Dès l’ouverture, le spectateur est happé par une déflagration sonore aux accents rock et par des lumières stroboscopiques qui révèlent un plateau transformé en studio photo. Les danseurs surgissent dans une succession d’images qui semblent arrachées à l’objectif d’Afanador et animées par la pulsation du flamenco. Morau ne se contente pas de reproduire : il détourne, fragmente, réassemble. Les corps, souvent dénudés, deviennent surfaces de lumière, sculptures mouvantes où se mêlent sensualité glacée et ardeur brûlante. L’inventivité des costumes signés Silvia Delagneau ajoutent encore à ce spectacle époustouflant : « faux-culs » des danseuses, chaussettes noires de chacune et chacun (si épatantes dans la scène de la « frise »), chapeaux à large bords, coiffes en forme de rose noire, corsets, vestes presque cubistes, jupes interminables…
L’écriture du mouvement est au cœur de cette transfiguration. Morau prélève dans le vocabulaire flamenco des éléments précis – frappes de pieds, torsions du buste, ondulations des bras – qu’il décompose et réarticule dans une syntaxe contemporaine. Les gestes sont ralentis jusqu’à la suspension, puis brusquement accélérés, parfois hachés en séquences spasmodiques. Cette alternance entre fluidité et cassure produit une danse paradoxale, à la fois lyrique et convulsive, où la sensualité se mêle à une violence contenue.

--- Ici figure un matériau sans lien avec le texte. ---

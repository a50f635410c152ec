//! Per-subscription-key admission gate.
//!
//! One token bucket per distinct license key, created lazily on first use.
//! Refill is greedy: the full `refill_count` lands at each interval
//! boundary, and a request arriving exactly on the boundary sees the refill
//! applied. The bucket cache is bounded; buckets idle past a TTL are evicted
//! on the write path once the cache reaches capacity.

mod plan;

pub use plan::{PlanLimit, SubscriptionPlan};

use std::collections::HashMap;
use std::sync::{Arc, Mutex, PoisonError, RwLock};
use std::time::{Duration, Instant};
use thiserror::Error;
use tracing::debug;

use crate::config::{Config, DEFAULT_BUCKET_CACHE_CAPACITY, DEFAULT_BUCKET_IDLE_TTL};

/// License key used when the caller supplied none.
pub const FREEMIUM_LICENSE_KEY: &str = "FREE000-000";

/// Quota exhausted; retry once the next refill lands.
#[derive(Debug, Clone, Copy, PartialEq, Eq, Error)]
#[error("request quota exhausted, retry in {retry_after_seconds}s")]
pub struct LimitExceededError {
    pub retry_after_seconds: u64,
}

struct BucketState {
    tokens: u64,
    last_refill: Instant,
    last_access: Instant,
}

/// A single token bucket with greedy interval refill.
pub(crate) struct Bucket {
    capacity: u64,
    refill_count: u64,
    refill_interval: Duration,
    state: Mutex<BucketState>,
}

impl Bucket {
    fn new(limit: PlanLimit, now: Instant) -> Self {
        Self {
            capacity: limit.capacity,
            refill_count: limit.refill_count,
            refill_interval: limit.refill_interval,
            state: Mutex::new(BucketState {
                tokens: limit.capacity,
                last_refill: now,
                last_access: now,
            }),
        }
    }

    fn try_consume_at(&self, now: Instant) -> bool {
        let mut state = self.lock_state();
        let (tokens, last_refill) = self.refilled(&state, now);
        state.tokens = tokens;
        state.last_refill = last_refill;
        state.last_access = now;

        if state.tokens > 0 {
            state.tokens -= 1;
            true
        } else {
            false
        }
    }

    /// Remaining tokens and seconds until the next refill boundary, without
    /// consuming or mutating anything.
    fn probe_at(&self, now: Instant) -> (u64, u64) {
        let state = self.lock_state();
        let (tokens, last_refill) = self.refilled(&state, now);
        let retry_after = if tokens > 0 {
            0
        } else {
            (last_refill + self.refill_interval)
                .saturating_duration_since(now)
                .as_secs()
        };
        (tokens, retry_after)
    }

    fn is_idle(&self, now: Instant, idle_ttl: Duration) -> bool {
        let state = self.lock_state();
        now.saturating_duration_since(state.last_access) > idle_ttl
    }

    /// Project the bucket forward to `now`: whole elapsed intervals each
    /// contribute `refill_count` tokens, capped at capacity.
    fn refilled(&self, state: &BucketState, now: Instant) -> (u64, Instant) {
        let elapsed = now.saturating_duration_since(state.last_refill);
        let intervals = elapsed.as_nanos() / self.refill_interval.as_nanos();
        if intervals == 0 {
            return (state.tokens, state.last_refill);
        }

        let refilled = u64::try_from(intervals)
            .unwrap_or(u64::MAX)
            .saturating_mul(self.refill_count);
        let tokens = state.tokens.saturating_add(refilled).min(self.capacity);

        // Advance to the latest boundary at or before `now`.
        let remainder_nanos = elapsed.as_nanos() % self.refill_interval.as_nanos();
        let last_refill = now - Duration::from_nanos(u64::try_from(remainder_nanos).unwrap_or(0));

        (tokens, last_refill)
    }

    fn lock_state(&self) -> std::sync::MutexGuard<'_, BucketState> {
        self.state.lock().unwrap_or_else(PoisonError::into_inner)
    }
}

/// Thread-safe admission gate over a bounded bucket cache.
///
/// Reads (existing buckets) take a read lock; the write lock is only held to
/// create a bucket for a never-seen key, so concurrent first callers get
/// exactly one bucket per key.
pub struct RateLimiter {
    buckets: RwLock<HashMap<String, Arc<Bucket>>>,
    cache_capacity: usize,
    idle_ttl: Duration,
}

impl Default for RateLimiter {
    fn default() -> Self {
        Self::new(DEFAULT_BUCKET_CACHE_CAPACITY, DEFAULT_BUCKET_IDLE_TTL)
    }
}

impl RateLimiter {
    #[must_use]
    pub fn new(cache_capacity: usize, idle_ttl: Duration) -> Self {
        Self {
            buckets: RwLock::new(HashMap::new()),
            cache_capacity,
            idle_ttl,
        }
    }

    #[must_use]
    pub fn from_config(config: &Config) -> Self {
        Self::new(config.bucket_cache_capacity, config.bucket_idle_ttl)
    }

    /// Consume one permit for `subscription_key`.
    ///
    /// Returns `true` when a permit was consumed, `false` when the bucket is
    /// exhausted. Missing or empty keys are treated as Freemium.
    #[must_use]
    pub fn admit(&self, subscription_key: &str) -> bool {
        self.admit_at(subscription_key, Instant::now())
    }

    pub(crate) fn admit_at(&self, subscription_key: &str, now: Instant) -> bool {
        self.bucket_for(subscription_key, now).try_consume_at(now)
    }

    /// Consume one permit, reporting the remaining count on success and the
    /// retry delay on exhaustion.
    ///
    /// # Errors
    ///
    /// Returns [`LimitExceededError`] with `retry_after_seconds` when the
    /// bucket has no permits left.
    pub fn try_admit(&self, subscription_key: &str) -> Result<u64, LimitExceededError> {
        self.try_admit_at(subscription_key, Instant::now())
    }

    pub(crate) fn try_admit_at(
        &self,
        subscription_key: &str,
        now: Instant,
    ) -> Result<u64, LimitExceededError> {
        let bucket = self.bucket_for(subscription_key, now);
        if bucket.try_consume_at(now) {
            Ok(bucket.probe_at(now).0)
        } else {
            let (_, retry_after_seconds) = bucket.probe_at(now);
            Err(LimitExceededError {
                retry_after_seconds,
            })
        }
    }

    /// Remaining permits and seconds until the next refill, for response
    /// headers. Never consumes a permit.
    #[must_use]
    pub fn remaining_and_retry_after(&self, subscription_key: &str) -> (u64, u64) {
        self.remaining_and_retry_after_at(subscription_key, Instant::now())
    }

    pub(crate) fn remaining_and_retry_after_at(
        &self,
        subscription_key: &str,
        now: Instant,
    ) -> (u64, u64) {
        self.bucket_for(subscription_key, now).probe_at(now)
    }

    fn bucket_for(&self, subscription_key: &str, now: Instant) -> Arc<Bucket> {
        let key = if subscription_key.is_empty() {
            FREEMIUM_LICENSE_KEY
        } else {
            subscription_key
        };

        {
            let buckets = self.buckets.read().unwrap_or_else(PoisonError::into_inner);
            if let Some(bucket) = buckets.get(key) {
                return bucket.clone();
            }
        }

        let mut buckets = self.buckets.write().unwrap_or_else(PoisonError::into_inner);
        if !buckets.contains_key(key) && buckets.len() >= self.cache_capacity {
            self.evict_idle(&mut buckets, now);
        }
        buckets
            .entry(key.to_string())
            .or_insert_with(|| {
                let plan = SubscriptionPlan::for_license_key(key);
                debug!(subscription_key = key, ?plan, "created rate limit bucket");
                Arc::new(Bucket::new(plan.limit(), now))
            })
            .clone()
    }

    fn evict_idle(&self, buckets: &mut HashMap<String, Arc<Bucket>>, now: Instant) {
        let before = buckets.len();
        buckets.retain(|_, bucket| !bucket.is_idle(now, self.idle_ttl));
        let evicted = before - buckets.len();
        if evicted > 0 {
            debug!(evicted, "evicted idle rate limit buckets");
        }
    }
}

La masse des trente-six interprètes (dont Rubén Olmo) devient un matériau sculptural : lignes, cercles, frises se dessinent puis éclatent, le groupe se transforme en foule, en nuée, en spirales tortueuses. L’unisson, qu’on pourrait attendre d’un tel collectif, est fissuré par des décalages et des contrepoints, créant une tension permanente entre cohésion et dispersion. La musique de Juan Cristóbal Saavedra, mêlant électronique, percussions et voix flamenca, accentue cette intensité. Elle convoque les cloches, les tambours, les guitares, et se combine avec les musiciens présents (voix, guitare et percussions) sur scène pour ancrer la pièce dans une tradition vivante tout en la propulsant vers une modernité audacieuse. Bien sûr, de multiples influences traversent cette œuvre. La citation du Boléro de Béjart est immanquable (comme dans la création de Ensō – Boléro de Mickaël Le Mer !), tout comme la danse des chaises et la scène où les danseurs sont assis « en phalange » peuvent évoquer des pièces d’Ohad Naharin. Mais de fait, les chaises sont également un accessoire essentiel du flamenco (voir Calentamiento, la création de Rocío Molina), tout comme le cercle est un symbole universel. Il n’empêche que cet Afanador est une sorte de concentré de la technique de La Veronal, compagnie de Marcos Morau, et de la danse flamenca la plus exigeante.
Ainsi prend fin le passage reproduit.